:: GIVEN INFORMATION ::

══════

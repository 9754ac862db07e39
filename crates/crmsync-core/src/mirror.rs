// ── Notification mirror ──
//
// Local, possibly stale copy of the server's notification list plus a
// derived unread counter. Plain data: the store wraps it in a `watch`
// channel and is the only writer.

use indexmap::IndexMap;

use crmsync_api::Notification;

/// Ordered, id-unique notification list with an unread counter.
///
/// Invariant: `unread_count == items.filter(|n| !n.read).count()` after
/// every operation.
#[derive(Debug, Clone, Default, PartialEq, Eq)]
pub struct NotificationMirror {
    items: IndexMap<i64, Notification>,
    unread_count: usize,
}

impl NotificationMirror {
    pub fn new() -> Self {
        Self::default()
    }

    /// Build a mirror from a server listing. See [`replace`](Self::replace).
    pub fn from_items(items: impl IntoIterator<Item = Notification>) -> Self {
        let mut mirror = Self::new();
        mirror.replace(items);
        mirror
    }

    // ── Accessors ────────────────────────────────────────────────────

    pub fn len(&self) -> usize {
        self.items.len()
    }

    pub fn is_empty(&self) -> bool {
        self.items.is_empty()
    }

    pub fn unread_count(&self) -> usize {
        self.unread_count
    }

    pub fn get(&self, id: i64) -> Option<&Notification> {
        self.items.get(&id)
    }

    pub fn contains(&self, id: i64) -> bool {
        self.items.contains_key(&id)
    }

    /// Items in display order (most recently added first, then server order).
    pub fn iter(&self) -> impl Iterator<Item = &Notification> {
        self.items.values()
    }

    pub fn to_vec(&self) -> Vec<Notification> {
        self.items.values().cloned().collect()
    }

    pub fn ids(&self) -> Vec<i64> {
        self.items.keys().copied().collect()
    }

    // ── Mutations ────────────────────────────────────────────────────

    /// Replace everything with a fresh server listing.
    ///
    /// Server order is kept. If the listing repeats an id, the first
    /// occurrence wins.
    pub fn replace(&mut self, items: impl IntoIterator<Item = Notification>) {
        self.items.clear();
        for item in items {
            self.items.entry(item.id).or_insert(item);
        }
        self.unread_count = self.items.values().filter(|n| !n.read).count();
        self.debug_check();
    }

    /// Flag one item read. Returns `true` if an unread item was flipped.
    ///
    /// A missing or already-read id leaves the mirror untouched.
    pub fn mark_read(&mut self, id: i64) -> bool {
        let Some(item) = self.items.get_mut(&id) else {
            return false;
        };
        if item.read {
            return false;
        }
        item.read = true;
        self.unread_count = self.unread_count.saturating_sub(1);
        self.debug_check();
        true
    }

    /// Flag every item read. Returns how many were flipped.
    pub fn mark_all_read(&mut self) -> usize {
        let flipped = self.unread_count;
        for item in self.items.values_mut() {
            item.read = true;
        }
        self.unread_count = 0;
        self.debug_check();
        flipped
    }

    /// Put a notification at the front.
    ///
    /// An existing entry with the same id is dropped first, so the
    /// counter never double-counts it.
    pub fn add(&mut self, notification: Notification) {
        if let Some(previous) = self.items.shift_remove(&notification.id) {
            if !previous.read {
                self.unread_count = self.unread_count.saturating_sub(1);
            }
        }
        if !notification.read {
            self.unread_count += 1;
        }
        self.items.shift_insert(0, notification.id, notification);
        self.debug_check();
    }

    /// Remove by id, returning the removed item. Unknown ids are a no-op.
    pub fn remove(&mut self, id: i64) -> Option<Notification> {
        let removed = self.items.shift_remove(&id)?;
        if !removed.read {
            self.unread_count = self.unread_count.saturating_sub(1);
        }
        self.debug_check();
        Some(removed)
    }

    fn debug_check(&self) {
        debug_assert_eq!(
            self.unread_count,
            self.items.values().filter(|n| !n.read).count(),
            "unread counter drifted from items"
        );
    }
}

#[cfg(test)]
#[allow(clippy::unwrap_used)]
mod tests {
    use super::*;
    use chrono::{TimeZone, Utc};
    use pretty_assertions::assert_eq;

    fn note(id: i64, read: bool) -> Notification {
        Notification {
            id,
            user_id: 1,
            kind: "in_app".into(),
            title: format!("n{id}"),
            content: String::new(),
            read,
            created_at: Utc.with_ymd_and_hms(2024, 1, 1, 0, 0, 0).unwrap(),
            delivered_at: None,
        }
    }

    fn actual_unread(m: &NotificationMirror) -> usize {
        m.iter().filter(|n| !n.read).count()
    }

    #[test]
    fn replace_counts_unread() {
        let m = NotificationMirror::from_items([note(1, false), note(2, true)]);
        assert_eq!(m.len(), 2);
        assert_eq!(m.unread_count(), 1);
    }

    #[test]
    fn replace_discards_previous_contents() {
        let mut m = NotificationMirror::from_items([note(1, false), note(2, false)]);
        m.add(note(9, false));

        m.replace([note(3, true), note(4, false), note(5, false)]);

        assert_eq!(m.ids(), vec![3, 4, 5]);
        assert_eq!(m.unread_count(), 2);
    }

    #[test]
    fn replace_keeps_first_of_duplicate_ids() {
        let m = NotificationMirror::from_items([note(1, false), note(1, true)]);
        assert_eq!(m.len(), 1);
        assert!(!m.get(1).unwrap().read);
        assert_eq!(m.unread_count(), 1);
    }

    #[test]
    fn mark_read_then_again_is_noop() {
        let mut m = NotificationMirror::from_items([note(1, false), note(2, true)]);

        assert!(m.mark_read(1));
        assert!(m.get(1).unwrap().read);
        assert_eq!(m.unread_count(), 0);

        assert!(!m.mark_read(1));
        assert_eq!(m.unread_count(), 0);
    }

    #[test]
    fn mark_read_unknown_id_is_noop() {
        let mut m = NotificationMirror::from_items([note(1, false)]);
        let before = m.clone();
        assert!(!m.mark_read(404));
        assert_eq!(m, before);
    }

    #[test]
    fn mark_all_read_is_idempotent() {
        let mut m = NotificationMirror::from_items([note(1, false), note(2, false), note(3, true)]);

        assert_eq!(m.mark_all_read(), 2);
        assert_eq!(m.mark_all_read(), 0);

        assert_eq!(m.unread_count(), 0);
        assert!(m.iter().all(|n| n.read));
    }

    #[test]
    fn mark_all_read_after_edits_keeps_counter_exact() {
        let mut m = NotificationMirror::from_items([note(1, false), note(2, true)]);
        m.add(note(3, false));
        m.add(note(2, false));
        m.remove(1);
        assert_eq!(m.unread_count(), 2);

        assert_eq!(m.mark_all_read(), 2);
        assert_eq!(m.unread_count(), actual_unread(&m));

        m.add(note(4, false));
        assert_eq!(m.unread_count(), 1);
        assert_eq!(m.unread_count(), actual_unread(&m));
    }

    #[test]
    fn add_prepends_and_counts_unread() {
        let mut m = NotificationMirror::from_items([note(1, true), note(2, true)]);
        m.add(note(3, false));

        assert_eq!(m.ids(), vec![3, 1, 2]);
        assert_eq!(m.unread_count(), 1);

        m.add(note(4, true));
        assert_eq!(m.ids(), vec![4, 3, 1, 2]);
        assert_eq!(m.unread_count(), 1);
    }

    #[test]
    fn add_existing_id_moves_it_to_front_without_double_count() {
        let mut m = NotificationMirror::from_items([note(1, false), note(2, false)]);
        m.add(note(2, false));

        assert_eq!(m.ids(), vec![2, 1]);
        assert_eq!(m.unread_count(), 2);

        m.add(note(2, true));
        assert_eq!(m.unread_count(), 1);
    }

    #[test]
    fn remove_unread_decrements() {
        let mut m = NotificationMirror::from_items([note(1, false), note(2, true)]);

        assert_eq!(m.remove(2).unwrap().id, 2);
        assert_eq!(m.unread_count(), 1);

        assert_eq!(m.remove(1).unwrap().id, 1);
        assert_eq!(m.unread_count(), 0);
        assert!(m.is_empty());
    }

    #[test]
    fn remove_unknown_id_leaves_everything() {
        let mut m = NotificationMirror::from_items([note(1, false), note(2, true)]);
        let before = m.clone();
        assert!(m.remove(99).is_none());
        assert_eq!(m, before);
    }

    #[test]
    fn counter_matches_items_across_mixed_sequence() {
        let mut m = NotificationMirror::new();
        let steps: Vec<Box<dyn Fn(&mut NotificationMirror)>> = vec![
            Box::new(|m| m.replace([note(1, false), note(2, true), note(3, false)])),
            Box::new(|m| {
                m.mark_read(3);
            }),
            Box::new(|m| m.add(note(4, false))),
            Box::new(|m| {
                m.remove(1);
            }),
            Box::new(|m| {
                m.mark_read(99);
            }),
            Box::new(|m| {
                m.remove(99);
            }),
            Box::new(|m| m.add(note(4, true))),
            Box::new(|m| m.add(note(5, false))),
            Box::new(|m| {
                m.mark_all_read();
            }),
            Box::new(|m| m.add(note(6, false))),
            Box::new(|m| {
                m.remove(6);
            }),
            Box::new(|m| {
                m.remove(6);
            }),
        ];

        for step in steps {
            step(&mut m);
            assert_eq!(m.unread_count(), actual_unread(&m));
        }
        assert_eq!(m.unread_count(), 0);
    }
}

══════

:: ASSIGNMENT ::
When a line in the records above contains the word "removed", copy it.

:: ANSWER SECTION ::
    /// Remove by id, returning the removed item. Unknown ids are a no-op.
        let removed = self.items.shift_remove(&id)?;
        if !removed.read {
        Some(removed)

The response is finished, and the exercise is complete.